- **What is expected**: Your answer should be the complete data, copied exactly.

══════

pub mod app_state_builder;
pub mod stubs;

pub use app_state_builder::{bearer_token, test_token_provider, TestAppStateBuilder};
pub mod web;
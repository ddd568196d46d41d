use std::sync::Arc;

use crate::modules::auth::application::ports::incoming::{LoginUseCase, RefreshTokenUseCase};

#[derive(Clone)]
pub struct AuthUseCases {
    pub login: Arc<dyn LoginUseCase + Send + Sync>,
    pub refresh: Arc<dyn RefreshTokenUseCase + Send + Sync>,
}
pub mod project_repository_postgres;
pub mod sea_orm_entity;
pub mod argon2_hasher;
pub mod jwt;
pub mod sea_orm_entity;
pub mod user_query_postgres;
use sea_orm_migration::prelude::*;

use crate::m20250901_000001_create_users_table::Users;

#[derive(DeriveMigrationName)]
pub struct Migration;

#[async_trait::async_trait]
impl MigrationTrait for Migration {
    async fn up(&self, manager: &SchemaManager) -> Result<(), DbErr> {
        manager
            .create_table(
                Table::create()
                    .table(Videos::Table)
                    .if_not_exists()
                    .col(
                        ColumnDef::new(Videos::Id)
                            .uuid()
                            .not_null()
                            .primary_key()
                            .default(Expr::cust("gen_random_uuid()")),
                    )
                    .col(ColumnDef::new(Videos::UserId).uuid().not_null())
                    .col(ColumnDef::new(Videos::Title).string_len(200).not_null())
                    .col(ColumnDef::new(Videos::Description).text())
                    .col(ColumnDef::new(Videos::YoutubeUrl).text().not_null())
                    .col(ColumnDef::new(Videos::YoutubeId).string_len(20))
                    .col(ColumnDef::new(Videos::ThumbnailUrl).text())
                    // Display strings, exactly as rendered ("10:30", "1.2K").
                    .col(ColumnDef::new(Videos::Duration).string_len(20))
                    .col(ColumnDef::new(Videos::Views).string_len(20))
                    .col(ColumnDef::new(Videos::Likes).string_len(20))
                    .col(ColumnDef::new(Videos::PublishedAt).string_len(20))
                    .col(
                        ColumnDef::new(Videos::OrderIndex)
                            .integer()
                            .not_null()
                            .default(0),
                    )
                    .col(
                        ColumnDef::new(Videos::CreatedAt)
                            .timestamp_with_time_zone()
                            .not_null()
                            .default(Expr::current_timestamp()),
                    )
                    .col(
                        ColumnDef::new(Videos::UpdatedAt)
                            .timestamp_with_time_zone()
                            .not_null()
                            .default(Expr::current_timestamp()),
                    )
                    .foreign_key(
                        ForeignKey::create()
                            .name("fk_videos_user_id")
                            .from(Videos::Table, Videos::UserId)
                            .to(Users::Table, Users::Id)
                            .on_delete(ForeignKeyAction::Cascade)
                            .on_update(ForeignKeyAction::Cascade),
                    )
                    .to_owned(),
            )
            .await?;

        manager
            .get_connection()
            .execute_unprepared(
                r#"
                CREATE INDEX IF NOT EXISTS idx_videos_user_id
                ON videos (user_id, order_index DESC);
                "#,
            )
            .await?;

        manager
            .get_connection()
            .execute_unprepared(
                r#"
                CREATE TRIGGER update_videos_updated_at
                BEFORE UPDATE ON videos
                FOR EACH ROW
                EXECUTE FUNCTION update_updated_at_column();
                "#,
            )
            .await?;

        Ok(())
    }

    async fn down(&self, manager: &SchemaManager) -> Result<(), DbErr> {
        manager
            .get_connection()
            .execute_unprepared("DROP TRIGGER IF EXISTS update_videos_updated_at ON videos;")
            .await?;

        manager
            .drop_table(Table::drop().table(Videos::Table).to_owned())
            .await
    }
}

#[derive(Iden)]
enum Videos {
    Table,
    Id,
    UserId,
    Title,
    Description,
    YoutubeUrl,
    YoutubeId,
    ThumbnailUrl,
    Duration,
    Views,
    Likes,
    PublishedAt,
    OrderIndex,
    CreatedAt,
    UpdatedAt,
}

══════

- **Answer for this exercise**:
pub mod app_state_builder;
pub mod stubs;

pub use app_state_builder::{bearer_token, test_token_provider, TestAppStateBuilder};
pub mod web;
repository ddd568196d46d41d
use std::sync::Arc;

use crate::modules::auth::application::ports::incoming::{LoginUseCase, RefreshTokenUseCase};

#[derive(Clone)]
pub struct AuthUseCases {
    pub login: Arc<dyn LoginUseCase + Send + Sync>,
    pub refresh: Arc<dyn RefreshTokenUseCase + Send + Sync>,
}
pub mod project_repository_postgres;
pub mod sea_orm_entity;
pub mod argon2_hasher;
pub mod jwt;
pub mod sea_orm_entity;
pub mod user_query_postgres;
use sea_orm_migration::prelude::*;

use crate::m20250901_000001_create_users_table::Users;

#[derive(DeriveMigrationName)]
pub struct Migration;

#[async_trait::async_trait]
impl MigrationTrait for Migration {
    async fn up(&self, manager: &SchemaManager) -> Result<(), DbErr> {
        manager
            .create_table(
                Table::create()
                    .table(Videos::Table)
                    .if_not_exists()
                    .col(
                        ColumnDef::new(Videos::Id)
                            .uuid()
                            .not_null()
                            .primary_key()
                            .default(Expr::cust("gen_random_uuid()")),
                    )
                    .col(ColumnDef::new(Videos::UserId).uuid().not_null())
                    .col(ColumnDef::new(Videos::Title).string_len(200).not_null())
                    .col(ColumnDef::new(Videos::Description).text())
                    .col(ColumnDef::new(Videos::YoutubeUrl).text().not_null())
                    .col(ColumnDef::new(Videos::YoutubeId).string_len(20))
                    .col(ColumnDef::new(Videos::ThumbnailUrl).text())
                    // Display strings, exactly as rendered ("10:30", "1.2K").
                    .col(ColumnDef::new(Videos::Duration).string_len(20))
                    .col(ColumnDef::new(Videos::Views).string_len(20))
                    .col(ColumnDef::new(Videos::Likes).string_len(20))
                    .col(ColumnDef::new(Videos::PublishedAt).string_len(20))
                    .col(
                        ColumnDef::new(Videos::OrderIndex)
                            .integer()
                            .not_null()
                            .default(0),
                    )
                    .col(
                        ColumnDef::new(Videos::CreatedAt)
                            .timestamp_with_time_zone()
                            .not_null()
                            .default(Expr::current_timestamp()),
                    )
                    .col(
                        ColumnDef::new(Videos::UpdatedAt)
                            .timestamp_with_time_zone()
                            .not_null()
                            .default(Expr::current_timestamp()),
                    )
                    .foreign_key(
                        ForeignKey::create()
                            .name("fk_videos_user_id")
                            .from(Videos::Table, Videos::UserId)
                            .to(Users::Table, Users::Id)
                            .on_delete(ForeignKeyAction::Cascade)
                            .on_update(ForeignKeyAction::Cascade),
                    )
                    .to_owned(),
            )
            .await?;

        manager
            .get_connection()
            .execute_unprepared(
                r#"
                CREATE INDEX IF NOT EXISTS idx_videos_user_id
                ON videos (user_id, order_index DESC);
                "#,
            )
            .await?;

        manager
            .get_connection()
            .execute_unprepared(
                r#"
                CREATE TRIGGER update_videos_updated_at
                BEFORE UPDATE ON videos
                FOR EACH ROW
                EXECUTE FUNCTION update_updated_at_column();
                "#,
            )
            .await?;

        Ok(())
    }

    async fn down(&self, manager: &SchemaManager) -> Result<(), DbErr> {
        manager
            .get_connection()
            .execute_unprepared("DROP TRIGGER IF EXISTS update_videos_updated_at ON videos;")
            .await?;

        manager
            .drop_table(Table::drop().table(Videos::Table).to_owned())
            .await
    }
}

#[derive(Iden)]
enum Videos {
    Table,
    Id,
    UserId,
    Title,
    Description,
    YoutubeUrl,
    YoutubeId,
    ThumbnailUrl,
    Duration,
    Views,
    Likes,
    PublishedAt,
    OrderIndex,
    CreatedAt,
    UpdatedAt,
}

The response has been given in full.